DIVA
DIVA

Reputation: 579

How to send the Multipart file and json data to spring boot

I have the POST request api call to accept the json body request parameters and multipart file from client side(postman or java client).

I want to pass both the json data and multipart file in single request.

I have written the code like below.

@RequestMapping(value = "/sendData", method = RequestMethod.POST, consumes = "multipart/form-data")
public ResponseEntity<MailResponse> sendMail(@RequestPart MailRequestWrapper request) throws IOException

But, i could not accomplish it using postman rest client.

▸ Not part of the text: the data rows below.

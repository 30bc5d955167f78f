// Copyright 2025 the Understory Authors
// SPDX-License-Identifier: Apache-2.0 OR MIT

// After you edit the crate's doc comment, run this command, then check README.md for any missing links
// cargo rdme --workspace-project=switchyard_responder --heading-base-level=0

//! Switchyard Responder: replies, routes, and the dispatch loop.
//!
//! ## Overview
//!
//! This crate describes how an event travels along a widget path and what a
//! widget can ask for in return. It does not hit test and does not own any
//! interaction state.
//!
//! - [`route`] turns a root-to-leaf path into a sequence of
//!   [`Dispatch`](types::Dispatch) entries: leaf to root for ordinary events,
//!   or a root-to-leaf [`Preview`](types::Phase::Preview) tunnel followed by
//!   the bubble for events ancestors may want to intercept.
//! - [`dispatcher::run`] walks a route, threading caller state through a
//!   handler, and stops when the handler returns
//!   [`Outcome::Stop`](types::Outcome::Stop).
//! - [`Reply`](reply::Reply) is the value a widget returns: whether it handled
//!   the event, plus optional capture, focus, drag and throttle instructions.
//! - [`hover::transition`] computes leave/enter notifications between the
//!   previous and current paths under the cursor.
//!
//! ## Workflow
//!
//! 1) Resolve a path (hit test, captor, or focus path).
//! 2) Build a route with [`route::bubble`] or [`route::tunnel_and_bubble`].
//! 3) [`dispatcher::run`] it; in the handler, deliver the event, apply the
//!    returned [`Reply`](reply::Reply) and stop on `handled`.
//!
//! ```
//! use switchyard_responder::reply::Reply;
//! use switchyard_responder::types::Outcome;
//! use switchyard_responder::{dispatcher, route};
//!
//! // Widget 3 is the leaf; widget 2 handles clicks.
//! let route = route::bubble([(1_u32, ()), (2, ()), (3, ())]);
//! let mut replies: Vec<(u32, Reply<u32, ()>)> = Vec::new();
//! let stopped = dispatcher::run(&route, &mut replies, |d, replies| {
//!     let reply = if d.node == 2 { Reply::handled() } else { Reply::unhandled() };
//!     let handled = reply.handled;
//!     replies.push((d.node, reply));
//!     if handled { Outcome::Stop } else { Outcome::Continue }
//! });
//! assert_eq!(stopped.map(|d| d.node), Some(2));
//! assert_eq!(replies.len(), 2);
//! ```
//!
//! This crate is `no_std` and uses `alloc`.

#![no_std]

extern crate alloc;

pub mod dispatcher;
pub mod hover;
pub mod reply;
pub mod route;
pub mod types;
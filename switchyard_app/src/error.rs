// Copyright 2025 the Understory Authors
// SPDX-License-Identifier: Apache-2.0 OR MIT

use switchyard_tree::WidgetId;

/// A rejected request.
///
/// Interaction state is consistent again by the time one of these is returned.
#[derive(Clone, Debug, PartialEq, Eq, thiserror::Error)]
pub enum InteractionError {
    /// A popup named a parent that is not on the popup stack. The whole stack
    /// was dismissed.
    #[error("popup parent {0:?} is not on the popup stack")]
    PopupParentNotOnStack(WidgetId),
    /// The widget is not a live window.
    #[error("{0:?} is not a live window")]
    NotAWindow(WidgetId),
    /// The window is already on the modal stack.
    #[error("{0:?} is already on the modal stack")]
    ModalAlreadyOnStack(WidgetId),
    /// No visible path leads to the widget.
    #[error("{0:?} is not reachable from any window")]
    WidgetUnreachable(WidgetId),
}
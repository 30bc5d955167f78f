// Copyright 2025 the Understory Authors
// SPDX-License-Identifier: Apache-2.0 OR MIT

//! Dispatcher helper: walk a route and honor stop outcomes.
//!
//! [`run`] hands every entry of a route to a handler together with a mutable
//! state value, in order, until the handler returns [`Outcome::Stop`]. It
//! knows nothing about replies or widgets: callers decide what "handled"
//! means, usually by applying a [`Reply`](crate::reply::Reply) inside the
//! handler and stopping when it is handled.
//!
//! ## Example
//!
//! ```
//! use switchyard_responder::{dispatcher, route};
//! use switchyard_responder::types::{Outcome, Phase};
//!
//! let route = route::tunnel_and_bubble([(1_u32, ()), (2, ())]);
//!
//! let mut seen = Vec::new();
//! let stopped = dispatcher::run(&route, &mut seen, |d, seen| {
//!     seen.push((d.phase, d.node));
//!     // Widget 2 consumes the bubble.
//!     if d.phase == Phase::Bubble && d.node == 2 {
//!         Outcome::Stop
//!     } else {
//!         Outcome::Continue
//!     }
//! });
//!
//! assert_eq!(stopped.map(|d| d.node), Some(2));
//! assert_eq!(seen, vec![
//!     (Phase::Preview, 1), (Phase::Preview, 2),
//!     (Phase::Bubble, 2),
//! ]);
//! ```

use crate::types::{Dispatch, Outcome};

/// Run `handler` over `seq` until it returns [`Outcome::Stop`].
///
/// Returns the entry propagation stopped at, or `None` if the whole route was
/// visited. A stop during the preview phase skips the bubble phase entirely.
pub fn run<'a, K, G, S>(
    seq: &'a [Dispatch<K, G>],
    state: &mut S,
    mut handler: impl FnMut(&Dispatch<K, G>, &mut S) -> Outcome,
) -> Option<&'a Dispatch<K, G>> {
    for d in seq {
        if handler(d, state) == Outcome::Stop {
            return Some(d);
        }
    }
    None
}

#[cfg(test)]
mod tests {
    use super::*;
    use crate::route;
    use crate::types::Phase;
    use alloc::vec;
    use alloc::vec::Vec;

    fn mk_seq() -> Vec<Dispatch<u32>> {
        route::tunnel_and_bubble([(1, ()), (2, ())])
    }

    #[test]
    fn continue_through_all() {
        let seq = mk_seq();
        let mut seen: Vec<(Phase, u32)> = Vec::new();
        let stopped = run(&seq, &mut seen, |d, seen| {
            seen.push((d.phase, d.node));
            Outcome::Continue
        });
        assert!(stopped.is_none());
        assert_eq!(
            seen,
            vec![
                (Phase::Preview, 1),
                (Phase::Preview, 2),
                (Phase::Bubble, 2),
                (Phase::Bubble, 1),
            ]
        );
    }

    #[test]
    fn stop_in_preview_skips_bubble() {
        let seq = mk_seq();
        let mut seen: Vec<(Phase, u32)> = Vec::new();
        let stopped = run(&seq, &mut seen, |d, seen| {
            seen.push((d.phase, d.node));
            if d.phase == Phase::Preview && d.node == 1 {
                Outcome::Stop
            } else {
                Outcome::Continue
            }
        });
        let stopped = stopped.unwrap();
        assert_eq!((stopped.phase, stopped.node), (Phase::Preview, 1));
        assert_eq!(seen, vec![(Phase::Preview, 1)]);
    }

    #[test]
    fn stop_at_leaf_bubble_keeps_ancestors_quiet() {
        let seq = mk_seq();
        let mut bubbled: Vec<u32> = Vec::new();
        let stopped = run(&seq, &mut bubbled, |d, bubbled| {
            if d.phase == Phase::Bubble {
                bubbled.push(d.node);
                return Outcome::Stop;
            }
            Outcome::Continue
        });
        assert_eq!(stopped.map(|d| d.node), Some(2));
        assert_eq!(bubbled, vec![2]);
    }

    #[test]
    fn state_is_threaded_through_every_call() {
        let seq = mk_seq();
        let mut count = 0_usize;
        run(&seq, &mut count, |_, c| {
            *c += 1;
            Outcome::Continue
        });
        assert_eq!(count, seq.len());
    }

    #[test]
    fn empty_route_never_calls_handler() {
        let seq: Vec<Dispatch<u32>> = Vec::new();
        let mut called = false;
        assert!(
            run(&seq, &mut called, |_, c| {
                *c = true;
                Outcome::Continue
            })
            .is_none()
        );
        assert!(!called);
    }
}
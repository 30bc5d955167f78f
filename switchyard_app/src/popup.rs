// Copyright 2025 the Understory Authors
// SPDX-License-Identifier: Apache-2.0 OR MIT

//! The popup/menu stack.

use alloc::vec::Vec;

use switchyard_tree::{WidgetId, WidgetPath};

/// Animation a popup opens with. The dispatcher stores it for the host.
#[derive(Copy, Clone, Debug, Default, PartialEq, Eq, Hash)]
pub enum PopupTransition {
    /// Appear in place.
    #[default]
    None,
    /// Drop down from a combo button.
    ComboButton,
    /// Context menu at the cursor.
    ContextMenu,
    /// Sub-menu opening to the right of its parent entry.
    SubMenuRight,
    /// Sub-menu opening below its parent entry.
    SubMenuDown,
    /// Free-standing type-in popup.
    TypeInPopup,
}

/// A popup to push with [`Application::push_menu`](crate::Application::push_menu).
///
/// ```
/// # use switchyard_tree::{LocalWidget, Tree};
/// use switchyard_app::{MenuRequest, PopupTransition};
/// # let mut tree = Tree::new();
/// # let root_menu = tree.insert_window(None, LocalWidget::default());
/// # let sub_menu = tree.insert_window(None, LocalWidget::default());
///
/// let request = MenuRequest::new(sub_menu)
///     .with_parent(root_menu)
///     .with_transition(PopupTransition::SubMenuRight)
///     .focus_immediately();
/// assert!(request.focus_immediately);
/// ```
#[derive(Copy, Clone, Debug, PartialEq, Eq)]
pub struct MenuRequest {
    /// Window of the popup.
    pub window: WidgetId,
    /// Popup window this one is nested under, or `None` for a root popup.
    pub parent: Option<WidgetId>,
    /// Widget the popup was opened from. Clicks on it do not dismiss the popup.
    pub anchor: Option<WidgetId>,
    /// Move keyboard focus into the popup when it opens.
    pub focus_immediately: bool,
    /// Opening animation.
    pub transition: PopupTransition,
}

impl MenuRequest {
    /// A root popup without anchor.
    pub fn new(window: WidgetId) -> Self {
        Self {
            window,
            parent: None,
            anchor: None,
            focus_immediately: false,
            transition: PopupTransition::None,
        }
    }

    /// Nest under another popup window.
    #[must_use]
    pub fn with_parent(mut self, parent: WidgetId) -> Self {
        self.parent = Some(parent);
        self
    }

    /// Record the anchor widget.
    #[must_use]
    pub fn with_anchor(mut self, anchor: WidgetId) -> Self {
        self.anchor = Some(anchor);
        self
    }

    /// Focus the popup once it is pushed.
    #[must_use]
    pub fn focus_immediately(mut self) -> Self {
        self.focus_immediately = true;
        self
    }

    /// Set the opening animation.
    #[must_use]
    pub fn with_transition(mut self, transition: PopupTransition) -> Self {
        self.transition = transition;
        self
    }
}

/// One open popup.
pub type PopupStackEntry = MenuRequest;

#[derive(Clone, Debug, Default)]
pub(crate) struct PopupStack {
    entries: Vec<PopupStackEntry>,
}

impl PopupStack {
    pub(crate) fn entries(&self) -> &[PopupStackEntry] {
        &self.entries
    }

    pub(crate) fn len(&self) -> usize {
        self.entries.len()
    }

    pub(crate) fn position(&self, window: WidgetId) -> Option<usize> {
        self.entries.iter().position(|e| e.window == window)
    }

    pub(crate) fn push(&mut self, entry: PopupStackEntry) {
        self.entries.push(entry);
    }

    /// Forget entry `index` and above without dismissing them.
    pub(crate) fn truncate(&mut self, index: usize) {
        self.entries.truncate(index);
    }

    /// Remove entry `index` and everything above it, topmost first.
    pub(crate) fn dismiss_from(&mut self, index: usize) -> Vec<PopupStackEntry> {
        if index >= self.entries.len() {
            return Vec::new();
        }
        let mut removed = self.entries.split_off(index);
        removed.reverse();
        removed
    }

    /// How many entries survive a press on `path`.
    ///
    /// The topmost entry the press landed within, per `within`, or whose
    /// anchor lies on the path, survives along with everything below it.
    pub(crate) fn depth_kept_by(&self, path: &WidgetPath, within: impl Fn(WidgetId) -> bool) -> usize {
        self.entries
            .iter()
            .rposition(|e| within(e.window) || e.anchor.is_some_and(|a| path.contains(a)))
            .map_or(0, |i| i + 1)
    }
}
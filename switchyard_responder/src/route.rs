// Copyright 2025 the Understory Authors
// SPDX-License-Identifier: Apache-2.0 OR MIT

//! Route construction.
//!
//! Routes are built from a root-to-leaf sequence of `(key, data)` pairs, such
//! as the widgets of a resolved widget path with their geometry.

use alloc::vec::Vec;

use crate::types::{Dispatch, Phase};

/// Leaf to root.
pub fn bubble<K, G>(path: impl IntoIterator<Item = (K, G)>) -> Vec<Dispatch<K, G>> {
    let mut out: Vec<Dispatch<K, G>> = path
        .into_iter()
        .map(|(node, geometry)| Dispatch {
            phase: Phase::Bubble,
            node,
            geometry,
        })
        .collect();
    out.reverse();
    out
}

/// Root to leaf as [`Phase::Preview`], then leaf to root as [`Phase::Bubble`].
pub fn tunnel_and_bubble<K: Clone, G: Clone>(
    path: impl IntoIterator<Item = (K, G)>,
) -> Vec<Dispatch<K, G>> {
    let steps: Vec<(K, G)> = path.into_iter().collect();
    let mut out = Vec::with_capacity(steps.len() * 2);
    out.extend(steps.iter().cloned().map(|(node, geometry)| Dispatch {
        phase: Phase::Preview,
        node,
        geometry,
    }));
    out.extend(steps.into_iter().rev().map(|(node, geometry)| Dispatch {
        phase: Phase::Bubble,
        node,
        geometry,
    }));
    out
}

/// A single bubble entry, for events aimed at exactly one widget.
pub fn direct<K, G>(node: K, geometry: G) -> Vec<Dispatch<K, G>> {
    alloc::vec![Dispatch {
        phase: Phase::Bubble,
        node,
        geometry,
    }]
}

I'm using spring boot on server side.

Could anyone suggest me on this question.

Thanks in advance,

Upvotes: 26

Views: 96657

Answers (4)

jhonatan_yachi
jhonatan_yachi

Reputation: 361

You can use both of them.

@RequestPart : This annotation associates a part of a multipart request with the method argument, which is useful for sending complex multi-attribute data as payload, e.g., JSON or XML.

In other words Request Part parse your json string object from request to your class object. On the other hand, Request Param just obtain the string value from your json string value.

For example, using Request Part:

@RestController
@CrossOrigin(origins = "*", methods= {RequestMethod.POST, RequestMethod.GET,
RequestMethod.PUT})
@RequestMapping("/api/api-example")
public class ExampleController{    
@PostMapping("/endpoint-example")
public ResponseEntity<Object> methodExample(
    @RequestPart("test_file") MultipartFile file,
    @RequestPart("test_json") ClassExample class_example) { 
      /* do something */ 
 }
}

and postman would be configured like: enter image description here

@RequestParam : Another way of sending multipart data is to use @RequestParam. This is especially useful for simple data, which is sent as key/value pairs along with the file, as I said, just key/value. Also is used to get value from query params, I think that is its main goal.

Upvotes: 17

Vaibhav Dodiya
Vaibhav Dodiya

Reputation: 21

I was stuck with this problem for past few hours

So I came across this question.

Summary:
Use @ModelAttribute instead of @RequestBody. @ModelAttriute will work just like other normal(without multipart property in entity) Entity mapping.

Upvotes: 2

New Bee
New Bee

Reputation: 430

You have two options -

Send a MultipartFile along with json data

public void uploadFile(@RequestParam("identifier") String identifier, @RequestParam("file") MultipartFile file){
}

OR

Send Json data inside a MultipartFile and then parse Multipart file as mentioned below and thats it.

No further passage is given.